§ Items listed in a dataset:
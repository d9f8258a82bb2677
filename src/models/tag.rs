use rusqlite::{params, OptionalExtension, Row};
use serde::{Deserialize, Serialize};

use crate::db::{collect_rows, DbPool};

#[derive(Debug, Serialize, Deserialize, Clone)]
pub struct Tag {
    pub id: i64,
    pub name: String,
    pub slug: String,
}

impl Tag {
    fn from_row(row: &Row) -> rusqlite::Result<Self> {
        Ok(Tag {
            id: row.get("id")?,
            name: row.get("name")?,
            slug: row.get("slug")?,
        })
    }

    pub fn for_article(pool: &DbPool, article_id: i64) -> Vec<Self> {
        let conn = match pool.get() {
            Ok(c) => c,
            Err(_) => return vec![],
        };
        let mut stmt = match conn.prepare(
            "SELECT t.id, t.name, t.slug FROM tags t
             JOIN article_tags atg ON atg.tag_id = t.id
             WHERE atg.article_id = ?1
             ORDER BY t.name",
        ) {
            Ok(s) => s,
            Err(_) => return vec![],
        };
        stmt.query_map(params![article_id], Self::from_row)
            .map(|rows| collect_rows("tag", rows))
            .unwrap_or_default()
    }

    /// Return the id of the tag with this name's slug, creating it if needed.
    pub fn find_or_create(pool: &DbPool, name: &str) -> Result<i64, String> {
        let slug_str = slug::slugify(name);
        if slug_str.is_empty() {
            return Err(format!("Tag name '{}' has no usable characters", name));
        }
        let conn = pool.get().map_err(|e| e.to_string())?;
        let existing: Option<i64> = conn
            .query_row(
                "SELECT id FROM tags WHERE slug = ?1",
                params![slug_str],
                |row| row.get(0),
            )
            .optional()
            .map_err(|e| e.to_string())?;
        if let Some(id) = existing {
            return Ok(id);
        }
        conn.execute(
            "INSERT INTO tags (name, slug) VALUES (?1, ?2)",
            params![name.trim(), slug_str],
        )
        .map_err(|e| e.to_string())?;
        Ok(conn.last_insert_rowid())
    }

    pub fn set_for_article(pool: &DbPool, article_id: i64, tag_ids: &[i64]) -> Result<(), String> {
        let conn = pool.get().map_err(|e| e.to_string())?;
        conn.execute(
            "DELETE FROM article_tags WHERE article_id = ?1",
            params![article_id],
        )
        .map_err(|e| e.to_string())?;
        for tag_id in tag_ids {
            conn.execute(
                "INSERT OR IGNORE INTO article_tags (article_id, tag_id) VALUES (?1, ?2)",
                params![article_id, tag_id],
            )
            .map_err(|e| e.to_string())?;
        }
        Ok(())
    }
}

§ Directions for this task: Count all lines of the data that include "DbPool". The answer is the number alone.

§ Written reply: 4